INFOGRÁFICO: Veja os resultados da pesquisa do Ipea sobre relações humanas

Culpabilização

Para ele, um número significativo de entrevistados parece considerar a violência contra a mulher uma forma de correção. A vítima teria responsabilidade, seja por usar roupas provocantes, seja por não se comportarem "adequadamente".

Para a presidente da Comissão de Estudos sobre Violência de Gênero (Cevige) da OAB Paraná, Sandra Lia Leda Bazzo Barwinski, a sociedade evoluiu em vários aspectos, mas ainda resiste quando o tema é igualdade de direitos das mulheres. "É muito assustador. Continuamos a manter conceitos que eram de gerações passadas, do século 18", comenta.

Estudo

O levantamento sobre a percepção social tem como ponto de partida o grande número de pessoas que diz concordar com a frase: se mulheres soubessem se comportar, haveria menos estupros. O trabalho indica que 58,5% das pessoas concordam com esse pensamento.
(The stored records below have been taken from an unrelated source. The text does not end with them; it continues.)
//! Whole-track transfers: one raw DMA read or write per call, plus the
//! reassembly that turns a rotated capture into the canonical buffer.

use log::{debug, warn};
use util::mfm;
use util::{Sector, NR_SECTORS};

use crate::chip::CiaB;
use crate::ports::{AlarmKind, Events, IoKind, LineOp, Precomp, Source};
use crate::task::FloppyTask;
use crate::trackbuf::{
    TrackBuf, D_SIZE, H_CYLINDER, H_SECTOR, H_SIDE, H_SIZE, GAP3_SIZE,
};
use crate::{FloppyError, MAX_RETRIES, MOTORON_DELAY, ROTATION_DELAY};

/// Bit-shift compensation kicks in on the inner cylinders.
fn precomp_for(cyl: u8) -> Precomp {
    if cyl > 39 {
        Precomp::Ns140
    } else {
        Precomp::None
    }
}

impl FloppyTask {
    /// Capture one full raw track into the scratch buffer and reassemble
    /// it into drive `d`'s cache buffer.
    ///
    /// The DMA starts at the first sync mark it sees and a track without
    /// syncs never finishes, so the rotation watchdog guards the wait.
    pub(crate) fn read_track(&mut self, d: usize) -> Result<(), FloppyError> {
        self.dma.set_sync(mfm::SYNC_WORD);
        self.dma.configure(precomp_for(self.drives[d].cyl), true);

        debug_assert!(!self.busy, "overlapping disk DMA");
        self.busy = true;
        self.dma.start_read(&mut self.readbuf);
        self.kernel.set_alarm(ROTATION_DELAY, AlarmKind::Watchdog);

        self.dma.enable_irq();
        self.rendezvous(Source::Any, Events::DMA_READY | Events::TIMED_OUT);
        self.dma.disable_irq();
        self.kernel.cancel_alarm();
        self.dma.stop();
        self.busy = false;

        if self.events.take(Events::DMA_READY) {
            self.events.take(Events::TIMED_OUT);
            return self.adjust_buffer(d);
        }
        if self.events.take(Events::TIMED_OUT) {
            warn!(
                "fd{} (cyl {}, side {}): raw read timed out",
                d, self.drives[d].cyl, self.drives[d].side
            );
            return Err(FloppyError::Dma);
        }
        warn!("fd{}: raw read finished with no event", d);
        Err(FloppyError::Dma)
    }

    /// Write drive `d`'s whole buffer, wipe prefix included, starting
    /// at the current rotational position. A write is only ever issued
    /// after a successful read, so the disk is known spinning and no
    /// watchdog is needed.
    pub(crate) fn write_track(&mut self, d: usize) -> Result<(), FloppyError> {
        self.dma.configure(precomp_for(self.drives[d].cyl), false);

        debug_assert!(!self.busy, "overlapping disk DMA");
        self.busy = true;
        let buf = self.drives[d]
            .buf
            .as_ref()
            .expect("connected drive without track buffer");
        self.dma.start_write(buf.words());
        self.dma.enable_irq();
        self.rendezvous(Source::Hardware, Events::DMA_READY);
        self.dma.disable_irq();
        self.events.take(Events::DMA_READY);
        self.dma.stop();
        self.busy = false;
        Ok(())
    }

    /// Copy the rotated capture into canonical sector slots.
    ///
    /// The capture starts wherever the first sync happened to be, so the
    /// sectors arrive in an order like `4 5 6 7 8 9 1 2 3`. Sectors with
    /// implausible numbers, a wrong side, or a duplicate appearance are
    /// skipped. Headers claiming another cylinder are counted: if the
    /// whole track agrees on a different cylinder the head is lost: adopt
    /// the observed position, re-seek, and let the caller retry.
    fn adjust_buffer(&mut self, d: usize) -> Result<(), FloppyError> {
        let expected_cyl = self.drives[d].cyl;
        let expected_side = self.drives[d].side;
        let verbose = self.verbose();

        let mut found = [false; NR_SECTORS];
        let mut count = 0usize;
        let mut nwrong = 0u32;
        let mut track_prev = expected_cyl;

        // A fresh capture invalidates every earlier CRC verdict.
        self.drives[d].checked = 0;

        {
            let readbuf = &self.readbuf[..];
            let len = readbuf.len();
            let tb = self.drives[d]
                .buf
                .as_mut()
                .expect("connected drive without track buffer");

            let mut offset = 0usize;
            while offset < len && count < NR_SECTORS {
                while offset < len && readbuf[offset] != mfm::SYNC_WORD {
                    offset += 1;
                }
                while offset < len && readbuf[offset] == mfm::SYNC_WORD {
                    offset += 1;
                }
                if offset >= len {
                    break;
                }
                if readbuf[offset] != mfm::HEADER_ID_WORD {
                    continue;
                }
                let hdr = offset;
                if hdr + H_SIZE > len {
                    break;
                }

                let st = i32::from(mfm::decode_word(readbuf[hdr + H_SECTOR])) - 1;
                if st < 0 || st >= NR_SECTORS as i32 {
                    if verbose {
                        debug!("fd{}: sector {} found", d, st + 1);
                    }
                    continue;
                }
                let st = st as usize;
                if mfm::decode_word(readbuf[hdr + H_SIDE]) != expected_side {
                    warn!(
                        "fd{}: side inconsistency: found {}",
                        d,
                        mfm::decode_word(readbuf[hdr + H_SIDE])
                    );
                    continue;
                }
                offset += H_SIZE + GAP3_SIZE;

                while offset < len && readbuf[offset] != mfm::SYNC_WORD {
                    offset += 1;
                }
                while offset < len && readbuf[offset] == mfm::SYNC_WORD {
                    offset += 1;
                }
                if offset >= len || offset + D_SIZE > len {
                    break;
                }
                if readbuf[offset] != mfm::DATA_ID_WORD {
                    continue;
                }
                if found[st] {
                    if verbose {
                        debug!("fd{}: sector {} found twice", d, st + 1);
                    }
                    continue;
                }
                found[st] = true;
                count += 1;

                let h_dst = TrackBuf::header_off(Sector(st as u8));
                tb.words_mut()[h_dst..h_dst + H_SIZE]
                    .copy_from_slice(&readbuf[hdr..hdr + H_SIZE]);
                let d_dst = TrackBuf::data_off(Sector(st as u8));
                tb.words_mut()[d_dst..d_dst + D_SIZE]
                    .copy_from_slice(&readbuf[offset..offset + D_SIZE]);

                offset += D_SIZE;
                let track_now = mfm::decode_word(readbuf[hdr + H_CYLINDER]);
                if track_now != track_prev {
                    nwrong += 1;
                    track_prev = track_now;
                }
            }
        }

        if count < NR_SECTORS {
            if verbose {
                debug!("fd{}: {} sectors found", d, count);
            }
            let tb = self.drives[d]
                .buf
                .as_mut()
                .expect("connected drive without track buffer");
            for st in 0..NR_SECTORS {
                if !found[st] {
                    tb.poison_sector(Sector(st as u8));
                }
            }
            return Err(FloppyError::BadDisk);
        }

        if nwrong > 0 {
            self.stats.recalibrations += 1;
            warn!(
                "fd{}: recalibrating, {} header disagreements, head was on {} not {}",
                d, nwrong, track_prev, expected_cyl
            );
            self.drives[d].cyl = track_prev;
            self.seek(d, expected_cyl, expected_side)?;
            return Err(FloppyError::WrongCyl);
        }
        Ok(())
    }

    /// Read or write one raw track with the standard retry loop, wrapped
    /// in motor start/stop and side selection.
    pub(crate) fn rdwt_track(&mut self, d: usize, acc: IoKind) -> Result<(), FloppyError> {
        if acc == IoKind::Read {
            self.drives[d].valid = false;
        }

        self.start_motor(d, MOTORON_DELAY as i32);
        let side_op = if self.drives[d].side == 0 {
            LineOp::Set
        } else {
            LineOp::Clear
        };
        self.port.control(side_op, CiaB::SIDE);

        // One initial try plus MAX_RETRIES retries.
        let mut result = Ok(());
        for attempt in 0..=MAX_RETRIES {
            result = match acc {
                IoKind::Read => self.read_track(d),
                IoKind::Write => self.write_track(d),
            };
            match result {
                Ok(()) => break,
                Err(e) => debug!(
                    "fd{} (cyl {}, side {}): track {:?} attempt {} failed: {}",
                    d,
                    self.drives[d].cyl,
                    self.drives[d].side,
                    acc,
                    attempt + 1,
                    e
                ),
            }
        }
        self.stop_motor(d);

        match acc {
            IoKind::Read => self.drives[d].valid = result.is_ok(),
            IoKind::Write => {
                if result.is_err() {
                    self.drives[d].valid = false;
                }
            }
        }
        self.drives[d].dirty = 0;
        result
    }
}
A resposta a essa pergunta apresenta variações significativas de acordo com algumas características. Moradores de metrópoles das regiões mais ricas do país (Sul e Sudeste), ter escolaridade mais alta e ser mais jovem aumentam a probabilidade de valores mais igualitários e de intolerância à violência contra mulheres. Os autores da pesquisa avaliam, porém, que tais características têm peso menos importante que a adesão a certos valores, como acreditar que o homem deve ser cabeça do lar, por exemplo.

Foco no respeito às diferenças é fundamental, diz especialista

Para a presidente da Comissão de Estudos sobre Violência de Gênero (Cevige) da OAB Paraná, Sandra Lia Leda Bazzo Barwinski, é preciso que as escolas desenvolvam um trabalho focado com as novas gerações que foque nas diferenças. "Há ainda muito ranço [de gerações passadas], mas a parte positiva é que a tendência é de que isso ocorra menos no futuro, com os jovens de hoje. É uma tendência [apontada pela própria pesquisa]", disse. A advogada ressalta que o problema começa na educação inicial das crianças. "Fala-se muito em erotização precoce das meninas, mas ninguém fala sobre virilização precoce dos meninos", chama atenção a especialista.

Sandra lembra que é preciso também fazer uma crítica à mídia, de uma forma geral, sobre como esta perpetua uma cultura equivocada que contribui para a violência. O próprio pesquisador do Ipea Daniel Cerqueira ressalta que o machismo que coloca a mulher como objeto de desejo e propriedade e permeia cultura, músicas, meios de comunicação. "Essa semana o metrô de SP, no horário de pico, veiculou a propaganda para xavecar a mulher. Reflexo da cultura que a gente tem", afirma.

De acordo com a procuradora de Justiça e coordenadora do Núcleo de Atendimento às Vítimas de Estupro (Naves) do MP, Rosângela Gaspari, o resultado da pesquisa mostra que as conquistas feministas não estão consolidadas. "É ainda uma história em construção, mas é fundamental ressaltar que não há justificativa qualquer para que se cometa um ato de violência contra a mulher", ressalta.

Ainda na avaliação de Sandra, o feminismo ainda precisa trabalhar e debater o tema na sociedade para que cada vez mais diminua esse histórico violento. Sobretudo, segundo ela, é preciso consolidar o que é de direito. "Queremos ser apenas tratadas com igualdade de direitos", diz Sandra.